Professor Young's career has centered entirely on undergraduate education. He has written several undergraduate-level textbooks, and in 1973 became a co-author with Francis Sears and Mark Zemansky for their well-known introductory texts. With their deaths, he assumed full responsibility for new editions of these books until joined by Prof. Freedman for University Physics.

Professor Young is an enthusiastic skier, climber, and hiker. He also served for many years as Associate Organist at St. Paul's Cathedral in Pittsburgh, and has played numerous organ recitals in the Pittsburgh area. Professor Young and his wife, Alice, usually travel extensively in the summer, especially in Europe and in the desert canyon country of southern Utah.

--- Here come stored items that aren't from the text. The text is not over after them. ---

pub mod actions;
pub mod notifications;
pub mod session;
pub mod turn_flow;
pub mod walkthrough;
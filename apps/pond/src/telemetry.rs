use tracing_subscriber::{fmt, prelude::*, EnvFilter};

/// One-call logging setup for a host embedding the session.
pub fn init_tracing() {
    let env_filter =
        EnvFilter::try_from_default_env().unwrap_or_else(|_| EnvFilter::new("info,pond=info"));

    let fmt_layer = fmt::layer()
        .with_target(false)
        .with_file(false)
        .with_line_number(false)
        .with_thread_ids(false)
        .with_thread_names(false)
        .with_ansi(false)
        .json();

    tracing_subscriber::registry()
        .with(env_filter)
        .with(fmt_layer)
        .try_init()
        .ok();
}

#[cfg(test)]
mod tests {
    #[test]
    fn repeated_init_does_not_panic() {
        // the test logger is already installed by the ctor bootstrap
        super::init_tracing();
        super::init_tracing();
        tracing::info!(component = "telemetry", "still logging");
    }
}
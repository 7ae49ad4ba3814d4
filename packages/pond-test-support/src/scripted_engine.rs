//! In-memory engine double driven by per-operation response queues.
//!
//! Each operation pops its next scripted response; with an empty queue it
//! falls back to a small built-in behaviour so tests only script what they
//! care about:
//!
//! - `check_continue` answers `false`
//! - `roll_dice` returns [`fixtures::roll`]
//! - `choose_column` picks the first offered pairing
//! - `choose_columns` records a hop on the current snapshot
//! - `end_run` hands the turn to the next seat
//!
//! Every call is recorded with the (possibly paused) Tokio clock, and the
//! number of overlapping mutating calls is tracked.

use std::collections::VecDeque;
use std::sync::atomic::{AtomicUsize, Ordering};
use std::time::Duration;

use async_trait::async_trait;
use parking_lot::Mutex;
use pond::domain::{
    ColumnChoice, EngineColumns, GameSettings, GameSnapshot, RollOutcome, StatsSummary,
};
use pond::engine::GameEngine;
use pond::error::{EngineError, EngineOp};
use tokio::time::Instant;

use crate::fixtures;

#[derive(Debug, Clone, PartialEq, Eq)]
pub enum EngineCall {
    InitStore,
    StartGame { players: usize },
    StopGame,
    GameState,
    RollDice,
    ChooseColumns(EngineColumns),
    EndRun { forced: bool },
    CheckContinue,
    ChooseColumn,
    GameStatistics,
    Name(Option<u64>),
}

impl EngineCall {
    pub fn op(&self) -> EngineOp {
        match self {
            Self::InitStore => EngineOp::InitStore,
            Self::StartGame { .. } => EngineOp::StartGame,
            Self::StopGame => EngineOp::StopGame,
            Self::GameState => EngineOp::GameState,
            Self::RollDice => EngineOp::RollDice,
            Self::ChooseColumns(_) => EngineOp::ChooseColumns,
            Self::EndRun { .. } => EngineOp::EndRun,
            Self::CheckContinue => EngineOp::CheckContinue,
            Self::ChooseColumn => EngineOp::ChooseColumn,
            Self::GameStatistics => EngineOp::GameStatistics,
            Self::Name(_) => EngineOp::Name,
        }
    }
}

#[derive(Debug, Clone)]
pub struct RecordedCall {
    pub at: Instant,
    pub call: EngineCall,
}

type Reply<T> = Result<T, EngineError>;

#[derive(Default)]
struct Script {
    init_store: VecDeque<Reply<()>>,
    start_game: VecDeque<Reply<bool>>,
    game_state: VecDeque<Reply<GameSnapshot>>,
    roll_dice: VecDeque<Reply<Option<RollOutcome>>>,
    choose_columns: VecDeque<Reply<Option<GameSnapshot>>>,
    end_run: VecDeque<Reply<GameSnapshot>>,
    check_continue: VecDeque<Reply<bool>>,
    choose_column: VecDeque<Reply<ColumnChoice>>,
    game_statistics: VecDeque<Reply<StatsSummary>>,
}

pub struct ScriptedEngine {
    snapshot: Mutex<GameSnapshot>,
    script: Mutex<Script>,
    calls: Mutex<Vec<RecordedCall>>,
    mutation_latency: Mutex<Duration>,
    decision_latency: Mutex<Duration>,
    in_flight: AtomicUsize,
    max_in_flight: AtomicUsize,
}

impl ScriptedEngine {
    pub fn new(snapshot: GameSnapshot) -> Self {
        Self {
            snapshot: Mutex::new(snapshot),
            script: Mutex::new(Script::default()),
            calls: Mutex::new(Vec::new()),
            mutation_latency: Mutex::new(Duration::ZERO),
            decision_latency: Mutex::new(Duration::ZERO),
            in_flight: AtomicUsize::new(0),
            max_in_flight: AtomicUsize::new(0),
        }
    }

    /// Every roll, choose and end-run call takes this long to answer.
    pub fn set_mutation_latency(&self, latency: Duration) {
        *self.mutation_latency.lock() = latency;
    }

    /// Every continue and choose-column query takes this long to answer.
    pub fn set_decision_latency(&self, latency: Duration) {
        *self.decision_latency.lock() = latency;
    }

    /// Replace the engine's own view of the game without going through a call.
    pub fn set_snapshot(&self, snapshot: GameSnapshot) {
        *self.snapshot.lock() = snapshot;
    }

    pub fn snapshot(&self) -> GameSnapshot {
        self.snapshot.lock().clone()
    }

    pub fn push_init_store(&self, reply: Reply<()>) {
        self.script.lock().init_store.push_back(reply);
    }

    pub fn push_start_game(&self, reply: Reply<bool>) {
        self.script.lock().start_game.push_back(reply);
    }

    pub fn push_game_state(&self, reply: Reply<GameSnapshot>) {
        self.script.lock().game_state.push_back(reply);
    }

    pub fn push_roll(&self, reply: Reply<Option<RollOutcome>>) {
        self.script.lock().roll_dice.push_back(reply);
    }

    pub fn push_choose_columns(&self, reply: Reply<Option<GameSnapshot>>) {
        self.script.lock().choose_columns.push_back(reply);
    }

    pub fn push_end_run(&self, reply: Reply<GameSnapshot>) {
        self.script.lock().end_run.push_back(reply);
    }

    pub fn push_continue(&self, reply: Reply<bool>) {
        self.script.lock().check_continue.push_back(reply);
    }

    pub fn push_choose_column(&self, reply: Reply<ColumnChoice>) {
        self.script.lock().choose_column.push_back(reply);
    }

    pub fn push_statistics(&self, reply: Reply<StatsSummary>) {
        self.script.lock().game_statistics.push_back(reply);
    }

    pub fn calls(&self) -> Vec<RecordedCall> {
        self.calls.lock().clone()
    }

    pub fn ops(&self) -> Vec<EngineOp> {
        self.calls.lock().iter().map(|recorded| recorded.call.op()).collect()
    }

    pub fn count(&self, op: EngineOp) -> usize {
        self.calls
            .lock()
            .iter()
            .filter(|recorded| recorded.call.op() == op)
            .count()
    }

    /// Mutating calls only, in order.
    pub fn mutations(&self) -> Vec<EngineCall> {
        self.calls
            .lock()
            .iter()
            .filter(|recorded| recorded.call.op().is_mutating())
            .map(|recorded| recorded.call.clone())
            .collect()
    }

    pub fn first_call_at(&self, op: EngineOp) -> Option<Instant> {
        self.calls
            .lock()
            .iter()
            .find(|recorded| recorded.call.op() == op)
            .map(|recorded| recorded.at)
    }

    /// Most mutating calls ever outstanding at once.
    pub fn max_concurrent_mutations(&self) -> usize {
        self.max_in_flight.load(Ordering::SeqCst)
    }

    fn record(&self, call: EngineCall) {
        self.calls.lock().push(RecordedCall {
            at: Instant::now(),
            call,
        });
    }

    async fn mutate<T>(&self, call: EngineCall, reply: impl FnOnce(&Self) -> T) -> T {
        self.record(call);
        let now = self.in_flight.fetch_add(1, Ordering::SeqCst) + 1;
        self.max_in_flight.fetch_max(now, Ordering::SeqCst);
        let latency = *self.mutation_latency.lock();
        if !latency.is_zero() {
            tokio::time::sleep(latency).await;
        }
        let out = reply(self);
        self.in_flight.fetch_sub(1, Ordering::SeqCst);
        out
    }

    async fn decide(&self, call: EngineCall) {
        self.record(call);
        let latency = *self.decision_latency.lock();
        if !latency.is_zero() {
            tokio::time::sleep(latency).await;
        }
    }

    fn adopt(&self, snapshot: &GameSnapshot) {
        *self.snapshot.lock() = snapshot.clone();
    }
}

#[async_trait]
impl GameEngine for ScriptedEngine {
    async fn init_store(&self) -> Result<(), EngineError> {
        self.record(EngineCall::InitStore);
        self.script.lock().init_store.pop_front().unwrap_or(Ok(()))
    }

    async fn start_game(&self, settings: &GameSettings) -> Result<bool, EngineError> {
        self.record(EngineCall::StartGame {
            players: settings.players.len(),
        });
        let reply = self.script.lock().start_game.pop_front();
        let started = reply.unwrap_or(Ok(true))?;
        if started {
            let mut snapshot = fixtures::snapshot(&[], 0);
            snapshot.settings = settings.clone();
            self.adopt(&snapshot);
        }
        Ok(started)
    }

    async fn stop_game(&self) -> Result<(), EngineError> {
        self.record(EngineCall::StopGame);
        Ok(())
    }

    async fn game_state(&self) -> Result<GameSnapshot, EngineError> {
        self.record(EngineCall::GameState);
        let reply = self.script.lock().game_state.pop_front();
        match reply {
            Some(reply) => {
                let snapshot = reply?;
                self.adopt(&snapshot);
                Ok(snapshot)
            }
            None => Ok(self.snapshot()),
        }
    }

    async fn roll_dice(&self) -> Result<Option<RollOutcome>, EngineError> {
        self.mutate(EngineCall::RollDice, |engine| {
            engine
                .script
                .lock()
                .roll_dice
                .pop_front()
                .unwrap_or_else(|| Ok(Some(fixtures::roll())))
        })
        .await
    }

    async fn choose_columns(
        &self,
        columns: EngineColumns,
    ) -> Result<Option<GameSnapshot>, EngineError> {
        self.mutate(EngineCall::ChooseColumns(columns), |engine| {
            let reply = engine.script.lock().choose_columns.pop_front();
            match reply {
                Some(Ok(Some(snapshot))) => {
                    engine.adopt(&snapshot);
                    Ok(Some(snapshot))
                }
                Some(other) => other,
                None => {
                    let mut snapshot = engine.snapshot.lock();
                    snapshot.hops += 1;
                    Ok(Some(snapshot.clone()))
                }
            }
        })
        .await
    }

    async fn end_run(&self, forced: bool) -> Result<GameSnapshot, EngineError> {
        self.mutate(EngineCall::EndRun { forced }, |engine| {
            let reply = engine.script.lock().end_run.pop_front();
            let snapshot = match reply {
                Some(reply) => reply?,
                None => fixtures::next_turn(engine.snapshot()),
            };
            engine.adopt(&snapshot);
            Ok(snapshot)
        })
        .await
    }

    async fn check_continue(&self) -> Result<bool, EngineError> {
        self.decide(EngineCall::CheckContinue).await;
        self.script
            .lock()
            .check_continue
            .pop_front()
            .unwrap_or(Ok(false))
    }

    async fn choose_column(&self, outcome: &RollOutcome) -> Result<ColumnChoice, EngineError> {
        self.decide(EngineCall::ChooseColumn).await;
        let reply = self.script.lock().choose_column.pop_front();
        reply.unwrap_or_else(|| {
            outcome.choices.first().copied().ok_or_else(|| {
                EngineError::rejected(EngineOp::ChooseColumn, "no pairing to choose from")
            })
        })
    }

    async fn game_statistics(&self) -> Result<StatsSummary, EngineError> {
        self.record(EngineCall::GameStatistics);
        self.script
            .lock()
            .game_statistics
            .pop_front()
            .unwrap_or_else(|| {
                Err(EngineError::rejected(
                    EngineOp::GameStatistics,
                    "no statistics scripted",
                ))
            })
    }

    async fn name(&self, seed: Option<u64>) -> Result<String, EngineError> {
        self.record(EngineCall::Name(seed));
        const NAMES: [&str; 4] = ["Ribbit Rex", "Toadally Tom", "Fly Catcher", "Wart Hog"];
        let index = seed.map_or(0, |seed| (seed % NAMES.len() as u64) as usize);
        Ok(NAMES[index].to_string())
    }
}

Roger A. Freedman is a Lecturer in Physics at the University of California, Santa Barbara. Professor Freedman was an undergraduate at the University of California campuses in San Diego and Los Angeles, and did his doctoral research in nuclear theory at Stanford University under the direction of Professor J. Dirk Walecka. He came to UCSB in 1981 after three years teaching and doing research at the University of Washington.

At UCSB, Professor Freedman teaches in both the Department of Physics and the College of Creative Studies, a branch of the university intended for highly gifted and motivated undergraduates. He has published research in nuclear physics, elementary particle physics, and laser physics. In recent years, he has helped to develop computer-based tools for learning introductory physics and astronomy.

When not in the classroom or slaving over a computer, Professor Freedman can be found either flying (he holds a commercial pilot's license) or driving with his wife, Caroline, in their 1955 Nash Metropolitan.

A. Lewis Ford is Professor of Physics at Texas A&M University. He received a B.A. from Rice University in 1968 and a Ph.D. in chemical physics from the University of Texas at Austin in 1972. After a one-year postdoc at Harvard University, he joined the Texas A&M physics faculty in 1973 and has been there ever since. Professor Ford's research area is theoretical atomic physics, with a specialization in atomic collisions. At Texas A&M he has taught a variety of undergraduate and graduate courses, but primarily introductory physics.